Posted January 15, 2016
As you age, you probably will notice changes in your vision, especially when reading books or viewing signs. Don’t shrug off these changes – new research shows that doing so may impact your quality of life and your lifespan.
Purdue University researchers studied more than 2,500 people ages 65 to 84 over eight years, exploring how vision changes affected their lives. Although a direct cause-and-effect relationship wasn’t found, they noted these discoveries:
- Changes in daily tasks – As vision diminished, participants were less able to complete normal tasks, such as using the phone, shopping or preparing meals.
- Inability to read eye charts – During regular vision tests, researchers noted that individuals with vision decline of one letter-size line on the eye chart were projected to have a 16 percent increase in mortality.
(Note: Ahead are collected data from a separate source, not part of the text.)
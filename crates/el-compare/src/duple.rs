//! Duple detection: pairs of fields that change together.
//!
//! Every transition between consecutive snapshots is diffed. Each unordered
//! pair of changed paths in that transition is one co-occurrence. Pairs are
//! canonicalized so `(a, b)` and `(b, a)` share one counter.
//!
//! Cost per transition is quadratic in the number of changed paths. Dust
//! filtering in the diff keeps that number small; a full-state reset can
//! still blow it up, which `max_changes_per_transition` guards against.

use std::collections::{BTreeMap, BTreeSet};

use el_core::{Path, Snapshot, Value};
use serde::Serialize;
use tracing::warn;

use crate::diff::{Diff, diff_snapshots};
use crate::options::AnalysisOptions;

/// Canonical identifier of an unordered path pair; always `a < b`.
#[derive(Debug, Clone, PartialEq, Eq, Hash, PartialOrd, Ord, Serialize)]
pub struct DupleId {
    a: Path,
    b: Path,
}

impl DupleId {
    /// Canonicalize a pair; `None` when both paths are the same.
    pub fn new(p: Path, q: Path) -> Option<Self> {
        match p.cmp(&q) {
            core::cmp::Ordering::Less => Some(Self { a: p, b: q }),
            core::cmp::Ordering::Greater => Some(Self { a: q, b: p }),
            core::cmp::Ordering::Equal => None,
        }
    }

    pub fn a(&self) -> &Path {
        &self.a
    }

    pub fn b(&self) -> &Path {
        &self.b
    }
}

impl core::fmt::Display for DupleId {
    fn fmt(&self, f: &mut core::fmt::Formatter<'_>) -> core::fmt::Result {
        write!(f, "{}:{}", self.a, self.b)
    }
}

/// One observed co-change: before/after values of both paths.
#[derive(Debug, Clone, PartialEq, Serialize)]
pub struct DupleExample {
    pub timestamp: f64,
    pub prev_a: Option<Value>,
    pub cur_a: Option<Value>,
    pub prev_b: Option<Value>,
    pub cur_b: Option<Value>,
}

#[derive(Debug, Clone, PartialEq, Serialize)]
pub struct Duple {
    pub id: DupleId,
    pub occurrences: u64,
    /// The first few co-changes, capped by `max_examples_per_duple`.
    pub examples: Vec<DupleExample>,
}

/// Duples that met the occurrence threshold, keyed by canonical id.
#[derive(Debug, Clone, Default, PartialEq, Serialize)]
pub struct DupleTable {
    duples: BTreeMap<DupleId, Duple>,
    transitions: usize,
}

impl DupleTable {
    pub fn len(&self) -> usize {
        self.duples.len()
    }

    pub fn is_empty(&self) -> bool {
        self.duples.is_empty()
    }

    /// Number of snapshot transitions scanned.
    pub fn transitions(&self) -> usize {
        self.transitions
    }

    pub fn get(&self, id: &DupleId) -> Option<&Duple> {
        self.duples.get(id)
    }

    /// Look up a pair in either order.
    pub fn get_pair(&self, p: &str, q: &str) -> Option<&Duple> {
        DupleId::new(Path::parse(p), Path::parse(q)).and_then(|id| self.duples.get(&id))
    }

    pub fn iter(&self) -> impl Iterator<Item = &Duple> {
        self.duples.values()
    }

    pub fn ids(&self) -> BTreeSet<&DupleId> {
        self.duples.keys().collect()
    }

    /// Occurrence count per pair id (`a:b`).
    pub fn pattern_frequencies(&self) -> BTreeMap<String, u64> {
        self.duples
            .values()
            .map(|d| (d.id.to_string(), d.occurrences))
            .collect()
    }

    /// Top `top_n` duples by occurrences, ties broken by id ascending.
    pub fn most_significant(&self, top_n: usize) -> Vec<&Duple> {
        let mut ranked: Vec<&Duple> = self.duples.values().collect();
        // BTreeMap order is id-ascending and sort_by is stable.
        ranked.sort_by(|x, y| y.occurrences.cmp(&x.occurrences));
        ranked.truncate(top_n);
        ranked
    }
}

/// Configured duple detector.
#[derive(Debug, Clone)]
pub struct DupleDetector {
    pub min_occurrences: u64,
    pub max_examples: usize,
    pub max_changes_per_transition: Option<usize>,
}

impl Default for DupleDetector {
    fn default() -> Self {
        Self::from_options(&AnalysisOptions::default())
    }
}

impl DupleDetector {
    pub fn from_options(options: &AnalysisOptions) -> Self {
        Self {
            min_occurrences: options.min_occurrences,
            max_examples: options.max_examples_per_duple,
            max_changes_per_transition: options.max_changes_per_transition,
        }
    }

    pub fn with_min_occurrences(mut self, min_occurrences: u64) -> Self {
        self.min_occurrences = min_occurrences;
        self
    }

    /// Scan consecutive snapshot pairs and count co-changing paths.
    pub fn find_related_duples(&self, snapshots: &[Snapshot]) -> DupleTable {
        let mut counts: BTreeMap<DupleId, Duple> = BTreeMap::new();
        let mut transitions = 0;

        for window in snapshots.windows(2) {
            transitions += 1;
            let changes = diff_snapshots(&window[0], &window[1]);
            self.record_transition(&mut counts, window[1].timestamp(), &changes);
        }

        counts.retain(|_, d| d.occurrences >= self.min_occurrences);
        DupleTable {
            duples: counts,
            transitions,
        }
    }

    fn record_transition(
        &self,
        counts: &mut BTreeMap<DupleId, Duple>,
        timestamp: f64,
        changes: &Diff,
    ) {
        if let Some(cap) = self.max_changes_per_transition {
            if changes.len() > cap {
                warn!(
                    timestamp,
                    changed = changes.len(),
                    cap,
                    "transition exceeds change cap, skipping its pairs"
                );
                return;
            }
        }

        let records = changes.records();
        for (i, first) in records.iter().enumerate() {
            for second in &records[i + 1..] {
                let Some(id) = DupleId::new(first.path.clone(), second.path.clone()) else {
                    continue;
                };
                let (ra, rb) = if id.a == first.path {
                    (first, second)
                } else {
                    (second, first)
                };
                let duple = counts.entry(id.clone()).or_insert_with(|| Duple {
                    id,
                    occurrences: 0,
                    examples: Vec::new(),
                });
                duple.occurrences += 1;
                if duple.examples.len() < self.max_examples {
                    duple.examples.push(DupleExample {
                        timestamp,
                        prev_a: ra.previous.clone(),
                        cur_a: ra.current.clone(),
                        prev_b: rb.previous.clone(),
                        cur_b: rb.current.clone(),
                    });
                }
            }
        }
    }
}

/// Find duples occurring at least `min_occurrences` times with default limits.
pub fn find_related_duples(snapshots: &[Snapshot], min_occurrences: u64) -> DupleTable {
    DupleDetector::default()
        .with_min_occurrences(min_occurrences)
        .find_related_duples(snapshots)
}

/// Co-changing pairs within a single diff (one transition), canonicalized.
pub fn related_pairs(changes: &Diff) -> Vec<DupleId> {
    let records = changes.records();
    let mut pairs = Vec::new();
    for (i, first) in records.iter().enumerate() {
        for second in &records[i + 1..] {
            if let Some(id) = DupleId::new(first.path.clone(), second.path.clone()) {
                pairs.push(id);
            }
        }
    }
    pairs
}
Vision problems can cause seniors to withdraw from spending time with friends and family members, resulting in depression and less interest in living.
However, seniors who maintain good vision are better able to adjust to these life changes. Scheduling regular eye exams helps eye doctors identify vision changes that require prescription correction. Exams also help doctors detect eye diseases such as glaucoma, diabetes retinopathy, cataracts and macular degeneration.
Scientists at the University of Liverpool in England discovered that as people age, their ability to see differences in color hues may diminish. They conducted a color vision test with 185 people ages 18 to 75. Participants matched most colors, but older participants struggled to detect differences in shades of colors, especially yellow-blue hues. Researchers believe color vision changes as people age, but the visual brain recalibrates itself so people may not realize they have color blindness.
As people look forward to their retirement years, they make plans to explore new interests and pursue dreams. However, to enjoy these years, seniors need to take care of their vision, dental and hearing health.